A maioria destas famílias é constituída por deslocados sem acesso às suas actividades típicas de subsistência e meios de produção, o que limita o seu acesso aos alimentos e renda. A assistência humanitária em curso ajuda os beneficiários para que não transitem para piores cenários, mas devido à complexidade do conflito e ao rápido aumento das necessidades dos deslocados internos nas últimas semanas, os resultados de Crise (IPC Fase 3) ao nível local prevalece. Nas zonas afectadas pelo conflito inacessíveis, algumas das famílias mais afectadas que perderam as suas casas e seus bens enfrentam défices no consumo de alimentos ou aumento da necessidade de recorrência às estratégias de sobrevivência negativas indicativas de Emergência (IPC Fase 4). No entanto, a informação permanece extremamente limitada e seria difícil afirmar com segurança se algumas famílias estão a enfrentar tais situações severas. No entanto, não há evidências que possam sugerir que haja insegurança alimentar aguda de Emergência (IPC Fase 4) ao nível de classificação de área. As zonas afectadas pelo conflito no centro de Moçambique provavelmente enfrentam insegurança alimentar aguda de “Estresse” (IPC Fase 2), uma vez que a maioria das famílias pobres possui poucas reservas de alimentos e acesso limitado aos mercados ou oportunidades de trabalho agrícola e auto emprego.

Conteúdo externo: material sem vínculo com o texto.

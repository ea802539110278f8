//! Per-frame ring of uniform buffers.
//!
//! Each push within a frame gets its own backing buffer and bind group, so
//! several views drawn in one frame never overwrite each other's constants.
//! [`UniformRing::begin_frame`] recycles every slot. Slots grow on demand
//! and are never freed (GPU buffers cannot be resized in place).

use std::marker::PhantomData;

/// Handle to one pushed uniform value within the current frame.
#[derive(Debug, Clone, Copy, PartialEq, Eq, Hash)]
pub struct UniformSlot(usize);

impl UniformSlot {
    /// Position of the slot within the frame.
    #[must_use]
    pub const fn index(self) -> usize {
        self.0
    }
}

/// Slot bookkeeping, separate from the GPU objects.
#[derive(Debug, Default, Clone, PartialEq, Eq)]
pub struct SlotCursor {
    next: usize,
    allocated: usize,
}

impl SlotCursor {
    /// Start a new frame; every allocated slot becomes free again.
    pub fn begin_frame(&mut self) {
        self.next = 0;
    }

    /// Take the next slot. The flag is `true` when the slot has never been
    /// allocated and the caller must create its backing storage.
    pub fn acquire(&mut self) -> (UniformSlot, bool) {
        let index = self.next;
        self.next += 1;
        let fresh = index == self.allocated;
        if fresh {
            self.allocated += 1;
        }
        (UniformSlot(index), fresh)
    }

    /// Slots handed out this frame.
    #[must_use]
    pub const fn in_use(&self) -> usize {
        self.next
    }

    /// Slots ever allocated.
    #[must_use]
    pub const fn allocated(&self) -> usize {
        self.allocated
    }

    /// Whether `slot` was handed out during the current frame.
    #[must_use]
    pub const fn is_live(&self, slot: UniformSlot) -> bool {
        slot.0 < self.next
    }
}

struct RingEntry {
    buffer: wgpu::Buffer,
    bind_group: wgpu::BindGroup,
}

/// Uniform buffers of type `T` bound alone at `binding` in a one-slot
/// bind-group layout.
pub struct UniformRing<T> {
    label: String,
    binding: u32,
    entries: Vec<RingEntry>,
    cursor: SlotCursor,
    _marker: PhantomData<T>,
}

impl<T: bytemuck::Pod> UniformRing<T> {
    /// Empty ring; buffers are created on first push.
    #[must_use]
    pub fn new(label: &str, binding: u32) -> Self {
        Self {
            label: label.to_owned(),
            binding,
            entries: Vec::new(),
            cursor: SlotCursor::default(),
            _marker: PhantomData,
        }
    }

    /// Recycle every slot for a new frame.
    pub fn begin_frame(&mut self) {
        self.cursor.begin_frame();
    }

    /// Upload `value` into a slot not used yet this frame.
    pub fn push(
        &mut self,
        device: &wgpu::Device,
        queue: &wgpu::Queue,
        layout: &wgpu::BindGroupLayout,
        value: &T,
    ) -> UniformSlot {
        let (slot, fresh) = self.cursor.acquire();
        if fresh {
            self.entries.push(self.create_entry(device, layout, slot));
            log::debug!(
                "{}: grew to {} uniform buffers",
                self.label,
                self.entries.len()
            );
        }
        let entry = &self.entries[slot.index()];
        queue.write_buffer(&entry.buffer, 0, bytemuck::bytes_of(value));
        slot
    }

    /// Bind group for a slot pushed this frame.
    #[must_use]
    pub fn bind_group(&self, slot: UniformSlot) -> Option<&wgpu::BindGroup> {
        if !self.cursor.is_live(slot) {
            return None;
        }
        self.entries.get(slot.index()).map(|e| &e.bind_group)
    }

    /// Slots pushed this frame.
    #[must_use]
    pub const fn len(&self) -> usize {
        self.cursor.in_use()
    }

    /// No slot pushed this frame.
    #[must_use]
    pub const fn is_empty(&self) -> bool {
        self.cursor.in_use() == 0
    }

    /// Backing buffers allocated so far.
    #[must_use]
    pub const fn capacity(&self) -> usize {
        self.cursor.allocated()
    }

    fn create_entry(
        &self,
        device: &wgpu::Device,
        layout: &wgpu::BindGroupLayout,
        slot: UniformSlot,
    ) -> RingEntry {
        let label = format!("{} #{}", self.label, slot.index());
        let buffer = device.create_buffer(&wgpu::BufferDescriptor {
            label: Some(&label),
            size: size_of::<T>() as u64,
            usage: wgpu::BufferUsages::UNIFORM | wgpu::BufferUsages::COPY_DST,
            mapped_at_creation: false,
        });
        let bind_group = device.create_bind_group(&wgpu::BindGroupDescriptor {
            label: Some(&label),
            layout,
            entries: &[wgpu::BindGroupEntry {
                binding: self.binding,
                resource: buffer.as_entire_binding(),
            }],
        });
        RingEntry { buffer, bind_group }
    }
}
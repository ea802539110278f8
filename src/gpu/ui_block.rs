//! UI overlay binding set: texture, sampler and viewport transform.

use crate::bindings::{UI, UI_SAMPLER_SLOT, UI_TEXTURE_SLOT, UI_VIEWPORT_SLOT};
use crate::options::UiOptions;
use crate::transform::{SurfaceViewport, ViewportTransform, ViewportUniform};

/// The two explicit handles a UI draw binds at slots 0 and 1.
#[derive(Clone, Copy)]
pub struct UiDrawBinding<'a> {
    /// Sampled 2D color texture.
    pub texture: &'a wgpu::TextureView,
    /// Sampler applied to `texture`.
    pub sampler: &'a wgpu::Sampler,
}

/// Tracks the surface and recomputes the viewport transform only when it
/// changes.
#[derive(Debug, Default, Clone, PartialEq)]
pub struct ViewportTracker {
    surface: Option<SurfaceViewport>,
    transform: ViewportTransform,
}

impl ViewportTracker {
    /// Feed the current surface. Returns the new transform when it differs
    /// from the last one.
    pub fn update(
        &mut self,
        surface: &SurfaceViewport,
    ) -> Option<ViewportTransform> {
        if self.surface.as_ref() == Some(surface) {
            return None;
        }
        self.surface = Some(*surface);
        let transform = ViewportTransform::from_surface(surface);
        if transform == self.transform {
            return None;
        }
        if !surface.is_valid() {
            log::warn!(
                "degenerate UI surface {:?} @ {} ppp",
                surface.size_in_pixels,
                surface.pixels_per_point
            );
        }
        self.transform = transform;
        Some(transform)
    }

    /// Transform derived from the last surface (identity before any update).
    #[must_use]
    pub const fn transform(&self) -> ViewportTransform {
        self.transform
    }
}

/// Owner of the `UI` bind-group layout and the viewport uniform buffer.
///
/// The viewport block is shared by every UI draw; only the texture and
/// sampler differ between bind groups.
pub struct UiBlock {
    layout: wgpu::BindGroupLayout,
    viewport_buffer: wgpu::Buffer,
    tracker: ViewportTracker,
}

impl UiBlock {
    /// Create the layout and the viewport buffer (identity until the first
    /// [`update_viewport`](Self::update_viewport)).
    #[must_use]
    pub fn new(device: &wgpu::Device) -> Self {
        let viewport_buffer = device.create_buffer(&wgpu::BufferDescriptor {
            label: Some("UI Viewport Constants"),
            size: size_of::<ViewportUniform>() as u64,
            usage: wgpu::BufferUsages::UNIFORM | wgpu::BufferUsages::COPY_DST,
            mapped_at_creation: true,
        });
        viewport_buffer
            .slice(..)
            .get_mapped_range_mut()
            .copy_from_slice(bytemuck::bytes_of(&ViewportUniform::default()));
        viewport_buffer.unmap();

        Self {
            layout: UI.create_bind_group_layout(device),
            viewport_buffer,
            tracker: ViewportTracker::default(),
        }
    }

    /// Re-derive the viewport transform from `surface` and upload it if it
    /// changed. Returns whether an upload happened.
    pub fn update_viewport(
        &mut self,
        queue: &wgpu::Queue,
        surface: &SurfaceViewport,
    ) -> bool {
        let Some(transform) = self.tracker.update(surface) else {
            return false;
        };
        log::debug!(
            "UI viewport {}x{} @ {} ppp -> {:?}",
            surface.size_in_pixels[0],
            surface.size_in_pixels[1],
            surface.pixels_per_point,
            transform.to_array()
        );
        queue.write_buffer(
            &self.viewport_buffer,
            0,
            bytemuck::bytes_of(&transform.to_uniform()),
        );
        true
    }

    /// [`update_viewport`](Self::update_viewport) for a surface of
    /// `size_in_pixels` at the configured UI scale.
    pub fn resize(
        &mut self,
        queue: &wgpu::Queue,
        size_in_pixels: [u32; 2],
        options: &UiOptions,
    ) -> bool {
        self.update_viewport(
            queue,
            &SurfaceViewport::from_options(size_in_pixels, options),
        )
    }

    /// The transform currently uploaded.
    #[must_use]
    pub const fn viewport_transform(&self) -> ViewportTransform {
        self.tracker.transform()
    }

    /// Bind group for one UI texture/sampler pair.
    #[must_use]
    pub fn create_bind_group(
        &self,
        device: &wgpu::Device,
        binding: UiDrawBinding<'_>,
    ) -> wgpu::BindGroup {
        device.create_bind_group(&wgpu::BindGroupDescriptor {
            label: Some("UI Bind Group"),
            layout: &self.layout,
            entries: &[
                wgpu::BindGroupEntry {
                    binding: UI_TEXTURE_SLOT,
                    resource: wgpu::BindingResource::TextureView(
                        binding.texture,
                    ),
                },
                wgpu::BindGroupEntry {
                    binding: UI_SAMPLER_SLOT,
                    resource: wgpu::BindingResource::Sampler(binding.sampler),
                },
                wgpu::BindGroupEntry {
                    binding: UI_VIEWPORT_SLOT,
                    resource: self.viewport_buffer.as_entire_binding(),
                },
            ],
        })
    }

    /// Layout for pipelines that read the UI set.
    #[must_use]
    pub const fn layout(&self) -> &wgpu::BindGroupLayout {
        &self.layout
    }
}

#[cfg(test)]
mod tests {
    use glam::Vec2;

    use super::*;

    #[test]
    fn first_update_recomputes() {
        let mut tracker = ViewportTracker::default();
        let t = tracker.update(&SurfaceViewport::new([800, 600], 1.0));
        assert!(t.is_some());
        assert_eq!(tracker.transform(), t.unwrap());
    }

    #[test]
    fn unchanged_surface_does_not_recompute() {
        let mut tracker = ViewportTracker::default();
        let surface = SurfaceViewport::new([800, 600], 1.0);
        let _ = tracker.update(&surface);
        assert!(tracker.update(&surface).is_none());
    }

    #[test]
    fn resize_recomputes_and_keeps_orientation() {
        let mut tracker = ViewportTracker::default();
        let small = tracker
            .update(&SurfaceViewport::new([800, 600], 1.0))
            .unwrap();
        let large = tracker
            .update(&SurfaceViewport::new([1600, 1200], 1.0))
            .unwrap();
        assert_ne!(small, large);
        assert_eq!(large.apply(Vec2::ZERO), Vec2::new(-1.0, 1.0));
        let corner = large.apply(Vec2::new(1600.0, 1200.0));
        assert!((corner - Vec2::new(1.0, -1.0)).abs().max_element() < 1e-5);
    }

    #[test]
    fn scale_change_alone_recomputes() {
        let mut tracker = ViewportTracker::default();
        let _ = tracker.update(&SurfaceViewport::new([800, 600], 1.0));
        let t = tracker
            .update(&SurfaceViewport::new([800, 600], 2.0))
            .unwrap();
        let corner = t.apply(Vec2::new(400.0, 300.0));
        assert!((corner - Vec2::new(1.0, -1.0)).abs().max_element() < 1e-5);
    }

    #[test]
    fn zero_sized_surface_stays_finite() {
        let mut tracker = ViewportTracker::default();
        let t = tracker
            .update(&SurfaceViewport::new([0, 0], 1.0))
            .unwrap();
        assert!(t.to_array().iter().all(|v| v.is_finite()));
    }

    #[test]
    fn configured_ui_scale_reaches_the_transform() {
        let mut tracker = ViewportTracker::default();
        let options = UiOptions {
            pixels_per_point: 2.0,
            ..UiOptions::default()
        };
        let t = tracker
            .update(&SurfaceViewport::from_options([800, 600], &options))
            .unwrap();
        let corner = t.apply(Vec2::new(400.0, 300.0));
        assert!((corner - Vec2::new(1.0, -1.0)).abs().max_element() < 1e-5);
    }

    #[test]
    fn nan_scale_surface_settles_after_one_update() {
        let mut tracker = ViewportTracker::default();
        let surface = SurfaceViewport::new([800, 600], f32::NAN);
        let first = tracker.update(&surface).unwrap();
        assert!(first.to_array().iter().all(|v| v.is_finite()));
        assert!(tracker.update(&surface).is_none());
        assert_eq!(tracker.transform(), first);
    }
}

A análise IPC da Desnutrição Aguda (AMN) de Maio de 2020 nas províncias de Tete e Cabo Delgado registou Desnutrição Aguda Global (GAM), Z-score de peso para altura (WHZ), aceitável (GAM <5%) nos distritos de Mágoe e Mutarara; enquanto os distritos de Ibo, Cahora Bassa e Chiúta tiveram a classificação de alerta (GAM 5-9,9%). Os distritos de Namuno e Marávia tiveram a classificação de alerta (GAM MUAC 5-9,9%) e grave (GAM MUAC 10-14,9%), respectivamente. De Abril a Novembro de 2020, a projecção da desnutrição aguda foi de uma transição para grave (GAM 10-14,9%) em Ibo, Namumo e Máravia e para alerta (GAM 5-9,9%) em Chiúta, Mágoe e Mutarara. Em Cahora Bassa, esperava-se que a desnutrição aguda transita-se para grave (GAM 10-14,9%) em Outubro. A deterioração da situação nutricional foi impulsionada principalmente pela redução projectada no acesso aos alimentos devido à produção agrícola abaixo da média, particularmente em Cahora Bassa, Mágoe e Mutarara, na Província de Tete, e os impactos do conflito em curso no distrito do Ibo, na Província de Cabo Delgado, afectando a alimentação, água e acesso aos centros de terapia nutricional. Factores sazonais tais como a deterioração das práticas de cuidados à criança e mulheres durante a sementeira em Outubro/Novembro e a eclosão de doenças sazonais tais como malária e diarreia em Outubro também contribuem para o aumento da desnutrição aguda. A utilização dos serviços de saúde já era baixa antes da COVID-19 e contribuiu para ocorrência de resultados nutricionais fracos, e o medo de contrair a doença levou a uma redução ainda maior na procura dos serviços de saúde.